_SOURCE MATERIAL:_
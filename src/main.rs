use std::path::PathBuf;

use anyhow::{bail, Context};
use clap::{Parser, Subcommand};
use serde::Serialize;
use tracing_subscriber::{layer::SubscriberExt, util::SubscriberInitExt};
use uuid::Uuid;

use taskboard::config::BoardConfig;
use taskboard::db::Database;
use taskboard::models::*;

#[derive(Parser)]
#[command(name = "taskboard")]
#[command(about = "Collaborative task board with dense column and task ordering")]
struct Cli {
    /// JSON config file
    #[arg(long, global = true)]
    config: Option<PathBuf>,

    /// Database file (overrides config and TASKBOARD_DB)
    #[arg(long, global = true)]
    db: Option<PathBuf>,

    /// Print results as JSON
    #[arg(long, global = true)]
    json: bool,

    #[command(subcommand)]
    command: Commands,
}

#[derive(Subcommand)]
enum Commands {
    /// Create the database and run migrations
    Init,
    /// Manage projects
    #[command(subcommand)]
    Project(ProjectCommand),
    /// Manage columns
    #[command(subcommand)]
    Column(ColumnCommand),
    /// Manage tasks
    #[command(subcommand)]
    Task(TaskCommand),
    /// Verify every column and task position on a board is dense
    Check { project: Uuid },
}

#[derive(Subcommand)]
enum ProjectCommand {
    Create {
        name: String,
        #[arg(short, long)]
        description: Option<String>,
    },
    List,
    /// Print the board
    Show { id: Uuid },
    Delete { id: Uuid },
}

#[derive(Subcommand)]
enum ColumnCommand {
    Add {
        project: Uuid,
        name: String,
        /// Slot to insert at; defaults to the end
        #[arg(short, long)]
        position: Option<i64>,
    },
    Rename { id: Uuid, name: String },
    Move { id: Uuid, position: i64 },
    Delete { id: Uuid },
    /// Give the project's columns exactly this order
    Reorder { project: Uuid, ids: Vec<Uuid> },
}

#[derive(Subcommand)]
enum TaskCommand {
    Add {
        column: Uuid,
        title: String,
        #[arg(short, long)]
        description: Option<String>,
        /// Slot to insert at; defaults to the end
        #[arg(short, long)]
        position: Option<i64>,
        #[arg(short, long)]
        assignee: Option<String>,
    },
    Update {
        id: Uuid,
        #[arg(long)]
        title: Option<String>,
        #[arg(long)]
        description: Option<String>,
        /// todo, in_progress or done
        #[arg(long)]
        status: Option<String>,
        #[arg(long)]
        assignee: Option<String>,
        #[arg(long, conflicts_with = "description")]
        clear_description: bool,
        #[arg(long, conflicts_with = "assignee")]
        clear_assignee: bool,
    },
    /// Move a task to a slot in any column of the same project
    Move { id: Uuid, column: Uuid, position: i64 },
    Delete { id: Uuid },
    /// Give the column's tasks exactly this order
    Reorder { column: Uuid, ids: Vec<Uuid> },
    Search { project: Uuid, query: String },
    /// Tasks assigned to someone, newest first
    List {
        #[arg(long)]
        assignee: String,
        /// todo, in_progress or done
        #[arg(long)]
        status: Option<String>,
    },
}

/// Logs go to stderr so stdout stays clean for `--json` output
fn init_tracing() {
    let filter = tracing_subscriber::EnvFilter::new(
        std::env::var("RUST_LOG").unwrap_or_else(|_| "taskboard=info".into()),
    );

    tracing_subscriber::registry()
        .with(filter)
        .with(tracing_subscriber::fmt::layer().with_writer(std::io::stderr))
        .init();
}

fn main() -> anyhow::Result<()> {
    let cli = Cli::parse();
    init_tracing();

    let mut config = BoardConfig::load(cli.config.as_deref())?;
    if let Some(path) = cli.db.clone() {
        config.database_path = Some(path);
    }

    let db = Database::open_with_config(&config)?;
    db.migrate()?;

    match cli.command {
        Commands::Init => {
            println!("Initialized {}", config.database_path()?.display());
        }
        Commands::Project(cmd) => run_project(&db, cmd, cli.json)?,
        Commands::Column(cmd) => run_column(&db, cmd, cli.json)?,
        Commands::Task(cmd) => run_task(&db, cmd, cli.json)?,
        Commands::Check { project } => {
            if db.check_board(project)? {
                println!("ok");
            } else {
                bail!("board {} has gaps or duplicate positions", project);
            }
        }
    }

    Ok(())
}

fn run_project(db: &Database, cmd: ProjectCommand, json: bool) -> anyhow::Result<()> {
    match cmd {
        ProjectCommand::Create { name, description } => {
            let project = db.create_project(CreateProjectInput { name, description })?;
            emit(json, &project, || println!("{}  {}", project.id, project.name))?;
        }
        ProjectCommand::List => {
            let projects = db.get_all_projects()?;
            emit(json, &projects, || {
                for p in &projects {
                    println!("{}  {}", p.id, p.name);
                }
            })?;
        }
        ProjectCommand::Show { id } => {
            let board = db.get_board(id)?;
            emit(json, &board, || print_board(&board))?;
        }
        ProjectCommand::Delete { id } => {
            if !db.delete_project(id)? {
                bail!("Project not found: {}", id);
            }
        }
    }
    Ok(())
}

fn run_column(db: &Database, cmd: ColumnCommand, json: bool) -> anyhow::Result<()> {
    let column = match cmd {
        ColumnCommand::Add {
            project,
            name,
            position,
        } => db.create_column(
            project,
            CreateColumnInput {
                name,
                position: position.unwrap_or(i64::MAX),
            },
        )?,
        ColumnCommand::Rename { id, name } => db.update_column(
            id,
            UpdateColumnInput {
                name: Some(name),
                position: None,
            },
        )?,
        ColumnCommand::Move { id, position } => db.update_column(
            id,
            UpdateColumnInput {
                name: None,
                position: Some(position),
            },
        )?,
        ColumnCommand::Delete { id } => {
            if !db.delete_column(id)? {
                bail!("Column not found: {}", id);
            }
            return Ok(());
        }
        ColumnCommand::Reorder { project, ids } => {
            db.reorder_columns(project, &ids)?;
            return Ok(());
        }
    };

    emit(json, &column, || {
        println!("{}  [{}] {}", column.id, column.position, column.name)
    })
}

fn run_task(db: &Database, cmd: TaskCommand, json: bool) -> anyhow::Result<()> {
    let task = match cmd {
        TaskCommand::Add {
            column,
            title,
            description,
            position,
            assignee,
        } => db.create_task(
            column,
            CreateTaskInput {
                title,
                description,
                position: position.unwrap_or(i64::MAX),
                assignee,
                ..Default::default()
            },
        )?,
        TaskCommand::Update {
            id,
            title,
            description,
            status,
            assignee,
            clear_description,
            clear_assignee,
        } => db.update_task(
            id,
            UpdateTaskInput {
                title,
                description: if clear_description {
                    Some(None)
                } else {
                    description.map(Some)
                },
                status: parse_status(status)?,
                assignee: if clear_assignee {
                    Some(None)
                } else {
                    assignee.map(Some)
                },
                ..Default::default()
            },
        )?,
        TaskCommand::Move {
            id,
            column,
            position,
        } => db.move_task(
            id,
            MoveTaskInput {
                column_id: column,
                position,
            },
        )?,
        TaskCommand::Delete { id } => {
            if !db.delete_task(id)? {
                bail!("Task not found: {}", id);
            }
            return Ok(());
        }
        TaskCommand::Reorder { column, ids } => {
            db.reorder_tasks(column, &ids)?;
            return Ok(());
        }
        TaskCommand::Search { project, query } => {
            let tasks = db.search_tasks(project, &query)?;
            return emit(json, &tasks, || {
                for t in &tasks {
                    println!("{}  [{}] {}", t.id, t.status.as_str(), t.title);
                }
            });
        }
        TaskCommand::List { assignee, status } => {
            let tasks = db.get_assignee_tasks(&assignee, parse_status(status)?)?;
            return emit(json, &tasks, || {
                for t in &tasks {
                    println!("{}  [{}] {}", t.id, t.status.as_str(), t.title);
                }
            });
        }
    };

    emit(json, &task, || {
        println!(
            "{}  [{}] {} ({})",
            task.id,
            task.position,
            task.title,
            task.status.as_str()
        )
    })
}

fn parse_status(status: Option<String>) -> anyhow::Result<Option<TaskStatus>> {
    status
        .map(|s| TaskStatus::from_str(&s).with_context(|| format!("Unknown status: {}", s)))
        .transpose()
}

fn emit<T: Serialize>(json: bool, value: &T, plain: impl FnOnce()) -> anyhow::Result<()> {
    if json {
        println!("{}", serde_json::to_string_pretty(value)?);
    } else {
        plain();
    }
    Ok(())
}

fn print_board(board: &Board) {
    println!("{} ({})", board.project.name, board.project.id);
    for entry in &board.columns {
        println!(
            "\n[{}] {} ({})",
            entry.column.position, entry.column.name, entry.column.id
        );
        for task in &entry.tasks {
            println!(
                "  {}. {} [{}] ({})",
                task.position,
                task.title,
                task.status.as_str(),
                task.id
            );
        }
    }
}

_HOW TO COMPLETE THIS TASK:_ Go through the entries above and copy every line containing "bool".

_RESULT:_
    json: bool,
        clear_description: bool,
        clear_assignee: bool,
fn run_project(db: &Database, cmd: ProjectCommand, json: bool) -> anyhow::Result<()> {
fn run_column(db: &Database, cmd: ColumnCommand, json: bool) -> anyhow::Result<()> {
fn run_task(db: &Database, cmd: TaskCommand, json: bool) -> anyhow::Result<()> {
fn emit<T: Serialize>(json: bool, value: &T, plain: impl FnOnce()) -> anyhow::Result<()> {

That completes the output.